Terreur

22 Sep Terreur

Une détonation si forte qu’elle m’avait relevé de ma chaise et poussé instinctivement jusqu’au balcon pour aller voir. En face de moi, de l’autre côté de la rue, je vis les visages des passants tournés vers la gauche, et qui m’indiquaient la provenance de ce qui venait d’arriver. Un grand silence suivi, ponctué par le battement des ailes de nuées d’oiseaux qui s’échappaient.

À la même seconde, je ne pus m’empêcher de penser inconsciemment aux menaces directes proférées par les terroristes le matin même contre les citoyens français et que relayaient en boucle radios et sites d’informations.

J’étais à peine sur le balcon que deux autres détonations retentirent, aussi fortes mais très rapprochées celles-ci. J’entendis des cris. Quelques secondes plus tard, de nombreux véhicules s’arrêtaient en panique, leurs alarmes hurlaient tandis que les gyrophares tournoyaient en projetant sur toute la scène des rayons de lumière vive et bleue, brutale et irréelle. Il ne fallut que quelques secondes pour voir de très nombreux hommes en uniformes bleus surgir des camionnettes et courir vers l’entrée d’un bâtiment où toute une foule était déjà amassée.

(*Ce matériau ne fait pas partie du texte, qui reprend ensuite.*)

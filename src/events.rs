use crate::error::EventBusError;
use serde::{Deserialize, Serialize};
use std::time::SystemTime;
use tokio::sync::broadcast;
use tracing::{debug, error, info, warn};

/// Events that can occur in the motionplay system
#[derive(Debug, Clone, Serialize, Deserialize)]
pub enum MotionplayEvent {
    /// The trigger filter confirmed motion while the gate was armed
    MotionConfirmed { timestamp: SystemTime },
    /// Motion was confirmed during cooldown and ignored
    MotionIgnored { timestamp: SystemTime },
    /// A playlist unit started playing
    PlaybackStarted {
        playback_id: String,
        index: usize,
        timestamp: SystemTime,
    },
    /// A playlist unit finished (completed, failed, timed out or aborted)
    PlaybackFinished {
        playback_id: String,
        index: usize,
        outcome: String,
        timestamp: SystemTime,
    },
    /// Idle first frame is showing for a playlist unit
    IdleFramePrepared { index: usize, timestamp: SystemTime },
    /// Idle first frame could not be shown after all retries
    IdleFrameDegraded { index: usize, attempts: u32 },
    /// A system error occurred in a component
    SystemError { component: String, error: String },
    /// System shutdown requested
    ShutdownRequested {
        timestamp: SystemTime,
        reason: String,
    },
}

impl MotionplayEvent {
    /// Get the timestamp of the event
    pub fn timestamp(&self) -> SystemTime {
        match self {
            MotionplayEvent::MotionConfirmed { timestamp } => *timestamp,
            MotionplayEvent::MotionIgnored { timestamp } => *timestamp,
            MotionplayEvent::PlaybackStarted { timestamp, .. } => *timestamp,
            MotionplayEvent::PlaybackFinished { timestamp, .. } => *timestamp,
            MotionplayEvent::IdleFramePrepared { timestamp, .. } => *timestamp,
            MotionplayEvent::IdleFrameDegraded { .. } => SystemTime::now(),
            MotionplayEvent::SystemError { .. } => SystemTime::now(),
            MotionplayEvent::ShutdownRequested { timestamp, .. } => *timestamp,
        }
    }

    /// Get a human-readable description of the event
    pub fn description(&self) -> String {
        match self {
            MotionplayEvent::MotionConfirmed { .. } => "Motion confirmed".to_string(),
            MotionplayEvent::MotionIgnored { .. } => {
                "Motion ignored during cooldown".to_string()
            }
            MotionplayEvent::PlaybackStarted {
                playback_id, index, ..
            } => {
                format!("Playback {} started for unit {}", playback_id, index + 1)
            }
            MotionplayEvent::PlaybackFinished {
                playback_id,
                index,
                outcome,
                ..
            } => {
                format!(
                    "Playback {} of unit {} finished: {}",
                    playback_id,
                    index + 1,
                    outcome
                )
            }
            MotionplayEvent::IdleFramePrepared { index, .. } => {
                format!("Idle frame showing for unit {}", index + 1)
            }
            MotionplayEvent::IdleFrameDegraded { index, attempts } => {
                format!(
                    "Idle frame for unit {} unavailable after {} attempts",
                    index + 1,
                    attempts
                )
            }
            MotionplayEvent::SystemError { component, error } => {
                format!("Error in {}: {}", component, error)
            }
            MotionplayEvent::ShutdownRequested { reason, .. } => {
                format!("Shutdown requested: {}", reason)
            }
        }
    }

    /// Get the event type as a string for filtering
    pub fn event_type(&self) -> &'static str {
        match self {
            MotionplayEvent::MotionConfirmed { .. } => "motion_confirmed",
            MotionplayEvent::MotionIgnored { .. } => "motion_ignored",
            MotionplayEvent::PlaybackStarted { .. } => "playback_started",
            MotionplayEvent::PlaybackFinished { .. } => "playback_finished",
            MotionplayEvent::IdleFramePrepared { .. } => "idle_frame_prepared",
            MotionplayEvent::IdleFrameDegraded { .. } => "idle_frame_degraded",
            MotionplayEvent::SystemError { .. } => "system_error",
            MotionplayEvent::ShutdownRequested { .. } => "shutdown_requested",
        }
    }
}

/// Async event bus for component coordination using broadcast channels
pub struct EventBus {
    sender: broadcast::Sender<MotionplayEvent>,
    debug_logging: bool,
}

impl EventBus {
    /// Create a new event bus with the specified channel capacity
    pub fn new(capacity: usize) -> Self {
        let (sender, _) = broadcast::channel(capacity);
        Self {
            sender,
            debug_logging: false,
        }
    }

    /// Create a new event bus with debug logging enabled
    pub fn with_debug_logging(capacity: usize) -> Self {
        let (sender, _) = broadcast::channel(capacity);
        Self {
            sender,
            debug_logging: true,
        }
    }

    /// Subscribe to events and get a receiver
    pub fn subscribe(&self) -> broadcast::Receiver<MotionplayEvent> {
        self.sender.subscribe()
    }

    /// Subscribe with a filter applied on receive
    pub fn subscribe_filtered(&self, filter: EventFilter, name: &str) -> EventReceiver {
        EventReceiver::new(self.sender.subscribe(), filter, name.to_string())
    }

    /// Publish an event to all subscribers. Having no subscribers is not an
    /// error; the event is simply dropped.
    pub fn publish(&self, event: MotionplayEvent) -> Result<usize, EventBusError> {
        if self.debug_logging {
            debug!("Publishing event: {}", event.description());
        }

        match &event {
            MotionplayEvent::SystemError { component, error } => {
                error!("System error in {}: {}", component, error);
            }
            MotionplayEvent::IdleFrameDegraded { .. } => {
                warn!("{}", event.description());
            }
            MotionplayEvent::ShutdownRequested { reason, .. } => {
                info!("Shutdown requested: {}", reason);
            }
            _ => {
                if self.debug_logging {
                    debug!("Event: {}", event.description());
                }
            }
        }

        if self.sender.receiver_count() == 0 {
            return Ok(0);
        }

        self.sender
            .send(event)
            .map_err(|e| EventBusError::PublishFailed {
                details: e.to_string(),
            })
    }

    /// Get the number of active subscribers
    pub fn subscriber_count(&self) -> usize {
        self.sender.receiver_count()
    }
}

impl Clone for EventBus {
    fn clone(&self) -> Self {
        Self {
            sender: self.sender.clone(),
            debug_logging: self.debug_logging,
        }
    }
}

/// Event filter for selective event handling
#[derive(Debug, Clone)]
pub enum EventFilter {
    /// Accept all events
    All,
    /// Accept only specific event types
    EventTypes(Vec<&'static str>),
    /// Custom filter function
    Custom(fn(&MotionplayEvent) -> bool),
}

impl EventFilter {
    /// Check if an event passes this filter
    pub fn matches(&self, event: &MotionplayEvent) -> bool {
        match self {
            EventFilter::All => true,
            EventFilter::EventTypes(types) => types.contains(&event.event_type()),
            EventFilter::Custom(filter_fn) => filter_fn(event),
        }
    }
}

/// Event receiver with filtering
pub struct EventReceiver {
    receiver: broadcast::Receiver<MotionplayEvent>,
    filter: EventFilter,
    name: String,
}

impl EventReceiver {
    pub fn new(
        receiver: broadcast::Receiver<MotionplayEvent>,
        filter: EventFilter,
        name: String,
    ) -> Self {
        Self {
            receiver,
            filter,
            name,
        }
    }

    /// Receive the next filtered event. Lagging is logged and skipped.
    pub async fn recv(&mut self) -> Result<MotionplayEvent, EventBusError> {
        loop {
            match self.receiver.recv().await {
                Ok(event) => {
                    if self.filter.matches(&event) {
                        debug!(
                            "Receiver '{}' received event: {}",
                            self.name,
                            event.description()
                        );
                        return Ok(event);
                    }
                }
                Err(broadcast::error::RecvError::Lagged(n)) => {
                    warn!("Receiver '{}' lagged behind by {} events", self.name, n);
                }
                Err(broadcast::error::RecvError::Closed) => {
                    debug!("Event bus closed for receiver '{}'", self.name);
                    return Err(EventBusError::ChannelClosed);
                }
            }
        }
    }

    /// Try to receive an event without blocking
    pub fn try_recv(&mut self) -> Result<Option<MotionplayEvent>, EventBusError> {
        loop {
            match self.receiver.try_recv() {
                Ok(event) => {
                    if self.filter.matches(&event) {
                        return Ok(Some(event));
                    }
                }
                Err(broadcast::error::TryRecvError::Empty) => return Ok(None),
                Err(broadcast::error::TryRecvError::Lagged(n)) => {
                    warn!("Receiver '{}' lagged behind by {} events", self.name, n);
                }
                Err(broadcast::error::TryRecvError::Closed) => {
                    return Err(EventBusError::ChannelClosed);
                }
            }
        }
    }
}

#[cfg(test)]
mod tests {
    use super::*;

    #[tokio::test]
    async fn test_publish_without_subscribers() {
        let bus = EventBus::new(8);
        let delivered = bus
            .publish(MotionplayEvent::MotionConfirmed {
                timestamp: SystemTime::now(),
            })
            .unwrap();
        assert_eq!(delivered, 0);
    }

    #[tokio::test]
    async fn test_filtered_receiver_skips_other_events() {
        let bus = EventBus::new(8);
        let mut receiver = bus.subscribe_filtered(
            EventFilter::EventTypes(vec!["playback_finished"]),
            "test",
        );

        bus.publish(MotionplayEvent::MotionConfirmed {
            timestamp: SystemTime::now(),
        })
        .unwrap();
        bus.publish(MotionplayEvent::PlaybackFinished {
            playback_id: "abc".to_string(),
            index: 1,
            outcome: "completed".to_string(),
            timestamp: SystemTime::now(),
        })
        .unwrap();

        let event = receiver.recv().await.unwrap();
        assert_eq!(event.event_type(), "playback_finished");
        assert_eq!(
            event.description(),
            "Playback abc of unit 2 finished: completed"
        );
        assert!(receiver.try_recv().unwrap().is_none());
    }

    #[test]
    fn test_custom_filter() {
        let filter = EventFilter::Custom(|event| {
            matches!(event, MotionplayEvent::ShutdownRequested { .. })
        });
        assert!(filter.matches(&MotionplayEvent::ShutdownRequested {
            timestamp: SystemTime::now(),
            reason: "test".to_string(),
        }));
        assert!(!filter.matches(&MotionplayEvent::MotionIgnored {
            timestamp: SystemTime::now(),
        }));
    }
}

Je compris que quelque chose de très grave avait lieu, et que j’avais été témoin d’un premier attentat sur le sol de Paris. Je sentis mon corps se glacer et s’immobiliser d’effroi face à l’horreur qui venait de frapper. En contre bas, je voyais les badauds hébétés, pétrifiés comme moi.

Pourtant la circulation ne s’était pas interrompue. Très bientôt, les forces de l’ordre viendraient sécuriser les lieux. Une seconde, l’envie me prit de descendre dans la rue pour aller voir de plus près. Je n’imaginais pas qu’il pourrait y avoir d’autres explosions. J’étais passé à cet endroit quelques minutes plus tôt, j’aurais pu être fauché moi-même… Mais je ne bougeais pas. J’attendais, je sentais que quelque chose pouvait encore se passer.

Et il ne se passait plus rien.

Enfin, rien qu’on puisse s’imaginer après un tel attentat. La police tardait à boucler la rue, tandis que la foule criait toujours et que je voyais les uniformes bleus qui semblaient courir après des fuyards. Une scène de chaos. J’équarquillais les yeux… Je distinguais maintenant des drapeaux rouges, des hommes en tenues fluorescentes, j’entendais des sirènes d’alarmes et des clameurs qui répondaient à la voix d’un haut parleur.

Quelques secondes encore… Et j’avais tout compris. Une manifestation de la CGT, des slogans, et les déflagrations de tout à l’heure qui, en réalité, n’étaient que des pétards inoffensifs mais qui, certainement, n’étaient pas du goût de la police.

Quelques minutes plus tard, les manifestants passaient sous ma fenêtre, encadrés par des CRS devant, derrière. Dans une discipline joyeuse, la procession remontait maintenant vers le lion de Denfert Rochereau.

J’allais bien, un peu après, au lieu supposé des explosions pour savoir ce qui, à cet endroit, avait suscité un tel phénomène. Rien, aucune trace, aucun tract, aucun signe de déflagration, et les clients attardés à la terrasse d’un café tout occupés, visiblement, à s’amuser de la scène.

Oui, en quelques minutes, de la terreur au rire.